# Tenrec Care...



## J-Williams (Apr 7, 2010)

I am currently looking at Lesser Tenrecs and was trying to find out how you care for these interesting beast's! Although, I cant find anything on the care of these apart from you care for them like Hedgehogs!

Is there anyone on here that has them and can share any information such as, Hibernation, Housing, Feeding, Pro's and Cons, How friendly they are etc.

Please help!

J: victory:


----------



## Shell195 (May 31, 2007)

J-Williams said:


> I am currently looking at Lesser Tenrecs and was trying to find out how you care for these interesting beast's! Although, I cant find anything on the care of these apart from you care for them like Hedgehogs!
> 
> Is there anyone on here that has them and can share any information such as, Hibernation, Housing, Feeding, Pro's and Cons, How friendly they are etc.
> 
> ...


 
Join Pygmy hogs uk as they have a section for them including a great caresheet


----------



## J-Williams (Apr 7, 2010)

Pygmy Hogs UK - African Pygmy Hedgehog Forum I have joined but there is not section on Tenrecs, and the search results show no posts or Threads!


----------



## Gina. (Sep 9, 2009)

J-Williams said:


> Pygmy Hogs UK - African Pygmy Hedgehog Forum I have joined but there is not section on Tenrecs, and the search results show no posts or Threads!

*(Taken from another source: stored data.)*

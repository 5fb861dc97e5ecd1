use serde::{Deserialize, Serialize};

/// Tag registered with the platform scheduler. One tag means repeated
/// registrations coalesce into a single pending interest.
pub const SYNC_TAG: &str = "conforma-evidence-sync";

/// Message type the worker posts to pages when connectivity returns.
pub const SYNC_EVIDENCE_QUEUE: &str = "SYNC_EVIDENCE_QUEUE";

/// Messages posted from the background worker to a page.
#[derive(Clone, Debug, PartialEq, Eq, Serialize, Deserialize)]
#[serde(tag = "type")]
pub enum ClientMessage {
    #[serde(rename = "SYNC_EVIDENCE_QUEUE")]
    SyncEvidenceQueue,
}

impl ClientMessage {
    pub fn kind(&self) -> &'static str {
        match self {
            ClientMessage::SyncEvidenceQueue => SYNC_EVIDENCE_QUEUE,
        }
    }
}
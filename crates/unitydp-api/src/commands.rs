// High-level UPS commands
//
// Each command is one fixed-point command write; the delay variants
// embed the caller's delay as the command argument. All of these go
// through the normal write path and therefore carry the session token.

use crate::client::{DATA_DEV_ID, UnityClient};
use crate::error::Error;
use crate::wire::SetValue;

impl UnityClient {
    /// Start a battery self-test.
    pub async fn battery_test(&self) -> Result<(), Error> {
        self.command("v5858", "1", "Start Test").await
    }

    /// Turn the output on after `delay_secs` seconds.
    pub async fn output_on(&self, delay_secs: u32) -> Result<(), Error> {
        self.command("v5816", &delay_secs.to_string(), "ON").await
    }

    /// Turn the output off after `delay_secs` seconds.
    pub async fn output_off(&self, delay_secs: u32) -> Result<(), Error> {
        self.command("v5814", &delay_secs.to_string(), "OFF").await
    }

    /// Reboot the output after `delay_secs` seconds.
    pub async fn output_reboot(&self, delay_secs: u32) -> Result<(), Error> {
        self.command("v5815", &delay_secs.to_string(), "Reboot").await
    }

    /// Silence the audible alarm.
    pub async fn silence_alarm(&self) -> Result<(), Error> {
        self.command("v6257", "1", "Silence").await
    }

    /// Abort a pending output command.
    pub async fn abort(&self) -> Result<(), Error> {
        self.command("v6200", "1", "Abort").await
    }

    /// Reset the black-out / brown-out counters.
    pub async fn reset_power_stats(&self) -> Result<(), Error> {
        self.command("v6216", "1", "Reset").await
    }

    /// Restart the management card itself. The UPS keeps running; the
    /// session is gone once the card comes back.
    pub async fn restart_card(&self) -> Result<(), Error> {
        self.command("v6203", "1", "Restart").await
    }

    async fn command(&self, point: &str, value: &str, label: &str) -> Result<(), Error> {
        self.set_data(&[(point, SetValue::command(value, label))], DATA_DEV_ID)
            .await
    }
}
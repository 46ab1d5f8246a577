// Point reader / writer
//
// Reads batch any number of points into one GET; writes go out one
// POST per point inside the `begin`/`end` envelope. The card has not
// been confirmed to accept batched writes, so the per-point POST is
// deliberate.

use std::collections::HashMap;

use tracing::debug;

use crate::client::{HTTP_GET_PATH, HTTP_SET_PATH, UnityClient};
use crate::error::Error;
use crate::wire::{self, SetValue};

impl UnityClient {
    /// Read a batch of points in a single call.
    ///
    /// `GET /httpGetSet/httpGet.htm?devId={dev_id}&vNNNN=vel~pnt~NNNN&…`
    ///
    /// Returns a map of point identifier → unquoted string value,
    /// containing whatever the card chose to answer (plus bookkeeping
    /// keys like `sessACT`). Points the card skipped are simply absent.
    pub async fn get_data(
        &self,
        points: &[&str],
        dev_id: u32,
    ) -> Result<HashMap<String, String>, Error> {
        let mut params = Vec::with_capacity(points.len() + 1);
        params.push(("devId".to_owned(), dev_id.to_string()));
        for point in points {
            params.push(((*point).to_owned(), wire::point_query(point)));
        }

        let body = self.request_get(HTTP_GET_PATH, &params).await?;
        Ok(wire::parse_fields(&body))
    }

    /// Write points, one POST per point, stopping at the first failure.
    ///
    /// `POST /protected/httpSet.htm` with the `begin`/`end` envelope
    /// and one encoded field per request. Points already written before
    /// a failure are not rolled back; the error names the failed point.
    pub async fn set_data(
        &self,
        writes: &[(&str, SetValue)],
        dev_id: u32,
    ) -> Result<(), Error> {
        for (point, value) in writes {
            let (field, encoded) = wire::encode_set_field(point, value);
            debug!(point, field = field.as_str(), "writing point");

            let form = vec![
                ("devId".to_owned(), dev_id.to_string()),
                ("begin".to_owned(), wire::SET_BEGIN.to_owned()),
                (field, encoded),
                ("end".to_owned(), wire::SET_END.to_owned()),
            ];

            self.request_post(HTTP_SET_PATH, &form)
                .await
                .map_err(|e| Error::Write {
                    point: (*point).to_owned(),
                    source: Box::new(e),
                })?;
        }
        Ok(())
    }
}
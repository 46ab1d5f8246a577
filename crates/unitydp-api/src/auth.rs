// Session authentication
//
// The card has no cookie or bearer scheme: every call carries HTTP
// Basic credentials, and session continuity rides on the `sessACT`
// token parsed out of semicolon-delimited response bodies. Login
// acquires the token; the session-info endpoint keeps it fresh.

use std::time::Duration;

use secrecy::ExposeSecret;
use tracing::debug;

use crate::client::{LOGIN_PATH, SESSION_INFO_PATH, UnityClient};
use crate::error::Error;
use crate::wire;

/// The refresh call is advisory; keep it on a short leash.
const REFRESH_TIMEOUT: Duration = Duration::from_secs(5);

impl UnityClient {
    /// Authenticate with the card and store the session token.
    ///
    /// `GET /protected/session/unityLogin.htm?devId={session_dev_id}`
    /// with HTTP Basic auth; the body is parsed for `sessACT=`. On any
    /// failure (non-200, tokenless body, transport) the stored token
    /// stays unset, so the next data call attempts login again.
    pub async fn login(&self) -> Result<(), Error> {
        let url = self.endpoint(LOGIN_PATH)?;
        debug!("logging in at {url}");

        let resp = self
            .http()
            .get(url)
            .basic_auth(self.username(), Some(self.password().expose_secret()))
            .query(&[("devId", self.session_dev_id().to_string())])
            .send()
            .await
            .map_err(Error::Transport)?;

        let status = resp.status();
        if !status.is_success() {
            return Err(Error::Authentication {
                message: format!("login failed (HTTP {status})"),
            });
        }

        let body = resp.text().await.map_err(Error::Transport)?;
        match wire::session_token(&body) {
            Some(token) => {
                self.set_token(token.to_owned());
                debug!("login successful");
                Ok(())
            }
            None => Err(Error::Authentication {
                message: "login response carried no session token".into(),
            }),
        }
    }

    /// Best-effort proactive token refresh before a data call.
    ///
    /// `GET /protected/session/getSessionInfo.htm` with `devId`,
    /// `sessACT`, `action=0`. Failures here are swallowed: a stale
    /// token still gets one shot at the real request, and an expired
    /// session surfaces there as an auth error.
    pub(crate) async fn refresh_session(&self) {
        let Some(token) = self.token() else { return };
        let Ok(url) = self.endpoint(SESSION_INFO_PATH) else {
            return;
        };

        let result = self
            .http()
            .get(url)
            .basic_auth(self.username(), Some(self.password().expose_secret()))
            .query(&[
                ("devId", self.session_dev_id().to_string()),
                ("sessACT", token),
                ("action", "0".to_owned()),
            ])
            .timeout(REFRESH_TIMEOUT)
            .send()
            .await;

        match result {
            Ok(resp) if resp.status().is_success() => {
                if let Ok(body) = resp.text().await {
                    self.rotate_token_from(&body);
                }
            }
            Ok(resp) => debug!("session refresh returned HTTP {}", resp.status()),
            Err(e) => debug!("session refresh failed: {e}"),
        }
    }
}
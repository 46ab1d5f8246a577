// Transport configuration for building reqwest::Client instances.
//
// The Unity card speaks HTTPS with a self-signed certificate out of the
// box, so certificate handling is configurable. Session continuity is
// carried in the `sessACT` parameter, never a cookie, so no jar is set up.

use std::path::PathBuf;
use std::time::Duration;

/// TLS verification mode.
#[derive(Debug, Clone)]
pub enum TlsMode {
    /// Use the system certificate store.
    System,
    /// Use a custom CA certificate from the given PEM file.
    CustomCa(PathBuf),
    /// Accept any certificate (for cards with factory self-signed certs).
    DangerAcceptInvalid,
}

/// Transport configuration for building the HTTP client.
#[derive(Debug, Clone)]
pub struct TransportConfig {
    pub tls: TlsMode,
    pub timeout: Duration,
}

impl Default for TransportConfig {
    fn default() -> Self {
        Self {
            tls: TlsMode::DangerAcceptInvalid,
            timeout: Duration::from_secs(10),
        }
    }
}

impl TransportConfig {
    /// Build a `reqwest::Client` from this config.
    pub fn build_client(&self) -> Result<reqwest::Client, crate::error::Error> {
        let mut builder = reqwest::Client::builder()
            .timeout(self.timeout)
            .user_agent(concat!("unitydp-api/", env!("CARGO_PKG_VERSION")));

        match &self.tls {
            TlsMode::System => {}
            TlsMode::CustomCa(path) => {
                let cert_pem = std::fs::read(path).map_err(|e| {
                    crate::error::Error::Tls(format!("failed to read CA cert: {e}"))
                })?;
                let cert = reqwest::Certificate::from_pem(&cert_pem)
                    .map_err(|e| crate::error::Error::Tls(format!("invalid CA cert: {e}")))?;
                builder = builder.add_root_certificate(cert);
            }
            TlsMode::DangerAcceptInvalid => {
                builder = builder.danger_accept_invalid_certs(true);
            }
        }

        builder
            .build()
            .map_err(|e| crate::error::Error::Tls(format!("failed to build HTTP client: {e}")))
    }
}
use thiserror::Error;

/// Top-level error type for the `unitydp-api` crate.
///
/// Covers every failure mode across the client: authentication and
/// session handling, HTTP transport, the card's string protocol, and
/// point resolution. Embedding applications map these into their own
/// response codes.
#[derive(Debug, Error)]
pub enum Error {
    // ── Authentication ──────────────────────────────────────────────
    /// Login failed, or the card rejected the current session token.
    #[error("Authentication failed: {message}")]
    Authentication { message: String },

    // ── Transport ───────────────────────────────────────────────────
    /// HTTP transport error (connection refused, DNS failure, timeout).
    #[error("HTTP transport error: {0}")]
    Transport(#[from] reqwest::Error),

    /// URL parsing error.
    #[error("Invalid URL: {0}")]
    InvalidUrl(#[from] url::ParseError),

    /// TLS setup or certificate error.
    #[error("TLS error: {0}")]
    Tls(String),

    // ── Protocol ────────────────────────────────────────────────────
    /// The card answered with something the wire codec cannot use
    /// (non-200 status, malformed body).
    #[error("Protocol error: {message}")]
    Protocol { message: String },

    // ── Points ──────────────────────────────────────────────────────
    /// Attribute name not present in the subsystem's point registry.
    #[error("Unknown attribute: {name}")]
    UnknownAttribute { name: String },

    /// A point write failed. Writes go out one POST per point; points
    /// already written before this one are not rolled back.
    #[error("Write to point {point} failed: {source}")]
    Write {
        point: String,
        #[source]
        source: Box<Error>,
    },
}

impl Error {
    /// Returns `true` if this error indicates the session is invalid
    /// and re-authentication might resolve it.
    pub fn is_auth(&self) -> bool {
        matches!(self, Self::Authentication { .. })
    }

    /// Returns `true` if this is a transient error worth retrying.
    pub fn is_transient(&self) -> bool {
        match self {
            Self::Transport(e) => e.is_timeout() || e.is_connect(),
            Self::Write { source, .. } => source.is_transient(),
            _ => false,
        }
    }

    /// Returns `true` if this is an unknown-attribute lookup failure.
    pub fn is_unknown_attribute(&self) -> bool {
        matches!(self, Self::UnknownAttribute { .. })
    }
}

There is a section on Tenrecs.. just scroll down. Its after European Hedgehogs..


----------



## J-Williams (Apr 7, 2010)

Im sorry but where is European - All I can see is welcome, health issues, enviro enrich, diet, nutrio issues, recomended breeder list and national exotic hedgehog rescue!


----------



## J-Williams (Apr 7, 2010)

GOT IT!! Thanks!


----------